DATA LISTING:
/// Evaluation throughput benchmarks for every registered calculator.
///
/// Uses std::time::Instant for timing, a deterministic LCG PRNG for input
/// generation, and std::hint::black_box to prevent dead-code elimination.
use std::hint::black_box;
use std::time::{Duration, Instant};

use pellcalc_core::{Engine, EngineConfig, EngineError, Values};

const REPEATS: usize = 7;

/// Simple LCG PRNG for deterministic value records.
fn make_records(n: usize, seed: u64) -> Vec<Values> {
    let mut state = seed;
    let mut next_f64 = || -> f64 {
        state = state
            .wrapping_mul(6364136223846793005)
            .wrapping_add(1442695040888963407);
        (state >> 33) as f64 / (1u64 << 31) as f64
    };

    (0..n)
        .map(|_| {
            let dep = if next_f64() < 0.5 {
                "Dependent"
            } else {
                "Independent"
            };
            Values::new()
                .with("agi", (next_f64() * 120_000.0).floor())
                .with("fam", 1.0 + (next_f64() * 9.0).floor())
                .with("chi", (next_f64() * 5.0).floor())
                .with("col", (next_f64() * 3.0).floor())
                .with("dep", dep)
        })
        .collect()
}

/// Run a closure `REPEATS` times, return the median duration.
fn median_time<F: FnMut()>(mut f: F) -> Duration {
    let mut times: Vec<Duration> = (0..REPEATS)
        .map(|_| {
            let start = Instant::now();
            f();
            start.elapsed()
        })
        .collect();
    times.sort();
    times[REPEATS / 2]
}

fn bench_calculator(
    engine: &Engine,
    id: &str,
    records: &[Values],
) -> Result<Duration, EngineError> {
    let run = || -> Result<f64, EngineError> {
        let mut total = 0.0;
        for v in records {
            total += engine.evaluate(id, v)?;
        }
        Ok(total)
    };

    // Warmup, and surface any evaluation error before timing.
    black_box(run()?);

    Ok(median_time(|| {
        let _ = black_box(run());
    }))
}

fn main() -> Result<(), EngineError> {
    let engine = Engine::new(EngineConfig::default())?;
    let sizes = [1_000, 10_000, 100_000];

    println!("Calculator Evaluation Benchmarks");
    println!("============================================================");
    println!("{:<26} {:>7}   {:>12}", "Calculator", "N", "Median (ms)");
    println!("--------------------------------------------------");

    for &n in &sizes {
        let records = make_records(n, 42);
        for calc in engine.list_calculators() {
            let dur = bench_calculator(&engine, &calc.id, &records)?;
            let ms = dur.as_secs_f64() * 1000.0;
            println!("{:<26} {:>7}      {:>8.2}", calc.id, n, ms);
        }
    }

    println!("============================================================");
    Ok(())
}
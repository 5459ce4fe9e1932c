use std::env;

use anyhow::Context;
use pellcalc::{init_tracing, Engine, EngineConfig, Values};
use tracing::info;

/// Environment variable naming an optional JSON engine config.
const CONFIG_ENV: &str = "PELLCALC_CONFIG";

fn load_config() -> anyhow::Result<EngineConfig> {
    match env::var(CONFIG_ENV) {
        Ok(path) => {
            info!(%path, "loading engine config");
            EngineConfig::from_path(&path).with_context(|| format!("reading {CONFIG_ENV}"))
        }
        Err(_) => Ok(EngineConfig::default()),
    }
}

fn main() -> anyhow::Result<()> {
    init_tracing();

    let engine = Engine::new(load_config()?)?;
    let defaults = engine.default_values();

    // Parameters and their current bounds at the defaults
    println!("Parameter                                  | Start       | Bounds");
    println!("-------------------------------------------|-------------|------------------");
    for p in engine.list_parameters() {
        let start = match (p.start.as_number(), p.start.as_label()) {
            (Some(n), _) => format!("{n}"),
            (_, Some(s)) => s.to_string(),
            _ => String::new(),
        };
        let bounds = match engine.bounds_of(p.id, &defaults) {
            Ok((min, max)) => format!("[{min}, {max}]"),
            Err(_) => "toggle".to_string(),
        };
        println!("{:<42} | {:>11} | {}", p.name, start, bounds);
    }

    // Every calculator at the defaults
    println!("\nCalculator                   | Grant");
    println!("-----------------------------|--------");
    for (id, grant) in engine.evaluate_all(&defaults)? {
        let name = engine.calculator(id)?.name;
        println!("{:<28} | {:>6.0}", name, grant);
    }

    // Income sweep for a family of four with two children
    println!("\n   AGI  | {}", column_headers(&engine));
    println!("--------|{}", "-".repeat(engine.list_calculators().len() * 10));
    let mut values: Values = defaults.clone();
    values.insert("fam", 4.0);
    values.insert("chi", 2.0);
    for step in 0..=12 {
        let agi = f64::from(step) * 5_000.0;
        values.insert("agi", agi);
        let row = engine
            .evaluate_all(&values)?
            .into_iter()
            .map(|(_, g)| format!("{g:>9.0}"))
            .collect::<Vec<_>>()
            .join(" ");
        println!("{:>7} | {}", agi, row);
    }

    Ok(())
}

fn column_headers(engine: &Engine) -> String {
    engine
        .list_calculators()
        .iter()
        .map(|c| format!("{:>9}", c.id.chars().take(9).collect::<String>()))
        .collect::<Vec<_>>()
        .join(" ")
}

TASK REQUIREMENTS:
Reproduce every entry above without a single alteration.

YOUR RESPONSE:
/// Evaluation throughput benchmarks for every registered calculator.
///
/// Uses std::time::Instant for timing, a deterministic LCG PRNG for input
/// generation, and std::hint::black_box to prevent dead-code elimination.
use std::hint::black_box;
use std::time::{Duration, Instant};

use pellcalc_core::{Engine, EngineConfig, EngineError, Values};

const REPEATS: usize = 7;

/// Simple LCG PRNG for deterministic value records.
fn make_records(n: usize, seed: u64) -> Vec<Values> {
    let mut state = seed;
    let mut next_f64 = || -> f64 {
        state = state
            .wrapping_mul(6364136223846793005)
            .wrapping_add(1442695040888963407);
        (state >> 33) as f64 / (1u64 << 31) as f64
    };

    (0..n)
        .map(|_| {
            let dep = if next_f64() < 0.5 {
                "Dependent"
            } else {
                "Independent"
            };
            Values::new()
                .with("agi", (next_f64() * 120_000.0).floor())
                .with("fam", 1.0 + (next_f64() * 9.0).floor())
                .with("chi", (next_f64() * 5.0).floor())
                .with("col", (next_f64() * 3.0).floor())
                .with("dep", dep)
        })
        .collect()
}

/// Run a closure `REPEATS` times, return the median duration.
fn median_time<F: FnMut()>(mut f: F) -> Duration {
    let mut times: Vec<Duration> = (0..REPEATS)
        .map(|_| {
            let start = Instant::now();
            f();
            start.elapsed()
        })
        .collect();
    times.sort();
    times[REPEATS / 2]
}

fn bench_calculator(
    engine: &Engine,
    id: &str,
    records: &[Values],
) -> Result<Duration, EngineError> {
    let run = || -> Result<f64, EngineError> {
        let mut total = 0.0;
        for v in records {
            total += engine.evaluate(id, v)?;
        }
        Ok(total)
    };

    // Warmup, and surface any evaluation error before timing.
    black_box(run()?);

    Ok(median_time(|| {
        let _ = black_box(run());
    }))
}

fn main() -> Result<(), EngineError> {
    let engine = Engine::new(EngineConfig::default())?;
    let sizes = [1_000, 10_000, 100_000];

    println!("Calculator Evaluation Benchmarks");
    println!("============================================================");
    println!("{:<26} {:>7}   {:>12}", "Calculator", "N", "Median (ms)");
    println!("--------------------------------------------------");

    for &n in &sizes {
        let records = make_records(n, 42);
        for calc in engine.list_calculators() {
            let dur = bench_calculator(&engine, &calc.id, &records)?;
            let ms = dur.as_secs_f64() * 1000.0;
            println!("{:<26} {:>7}      {:>8.2}", calc.id, n, ms);
        }
    }

    println!("============================================================");
    Ok(())
}
repository 5459ce4fe9e1932c
use std::env;

use anyhow::Context;
use pellcalc::{init_tracing, Engine, EngineConfig, Values};
use tracing::info;

/// Environment variable naming an optional JSON engine config.
const CONFIG_ENV: &str = "PELLCALC_CONFIG";

fn load_config() -> anyhow::Result<EngineConfig> {
    match env::var(CONFIG_ENV) {
        Ok(path) => {
            info!(%path, "loading engine config");
            EngineConfig::from_path(&path).with_context(|| format!("reading {CONFIG_ENV}"))
        }
        Err(_) => Ok(EngineConfig::default()),
    }
}

fn main() -> anyhow::Result<()> {
    init_tracing();

    let engine = Engine::new(load_config()?)?;
    let defaults = engine.default_values();

    // Parameters and their current bounds at the defaults
    println!("Parameter                                  | Start       | Bounds");
    println!("-------------------------------------------|-------------|------------------");
    for p in engine.list_parameters() {
        let start = match (p.start.as_number(), p.start.as_label()) {
            (Some(n), _) => format!("{n}"),
            (_, Some(s)) => s.to_string(),
            _ => String::new(),
        };
        let bounds = match engine.bounds_of(p.id, &defaults) {
            Ok((min, max)) => format!("[{min}, {max}]"),
            Err(_) => "toggle".to_string(),
        };
        println!("{:<42} | {:>11} | {}", p.name, start, bounds);
    }

    // Every calculator at the defaults
    println!("\nCalculator                   | Grant");
    println!("-----------------------------|--------");
    for (id, grant) in engine.evaluate_all(&defaults)? {
        let name = engine.calculator(id)?.name;
        println!("{:<28} | {:>6.0}", name, grant);
    }

    // Income sweep for a family of four with two children
    println!("\n   AGI  | {}", column_headers(&engine));
    println!("--------|{}", "-".repeat(engine.list_calculators().len() * 10));
    let mut values: Values = defaults.clone();
    values.insert("fam", 4.0);
    values.insert("chi", 2.0);
    for step in 0..=12 {
        let agi = f64::from(step) * 5_000.0;
        values.insert("agi", agi);
        let row = engine
            .evaluate_all(&values)?
            .into_iter()
            .map(|(_, g)| format!("{g:>9.0}"))
            .collect::<Vec<_>>()
            .join(" ");
        println!("{:>7} | {}", agi, row);
    }

    Ok(())
}

fn column_headers(engine: &Engine) -> String {
    engine
        .list_calculators()
        .iter()
        .map(|c| format!("{:>9}", c.id.chars().take(9).collect::<String>()))
        .collect::<Vec<_>>()
        .join(" ")
}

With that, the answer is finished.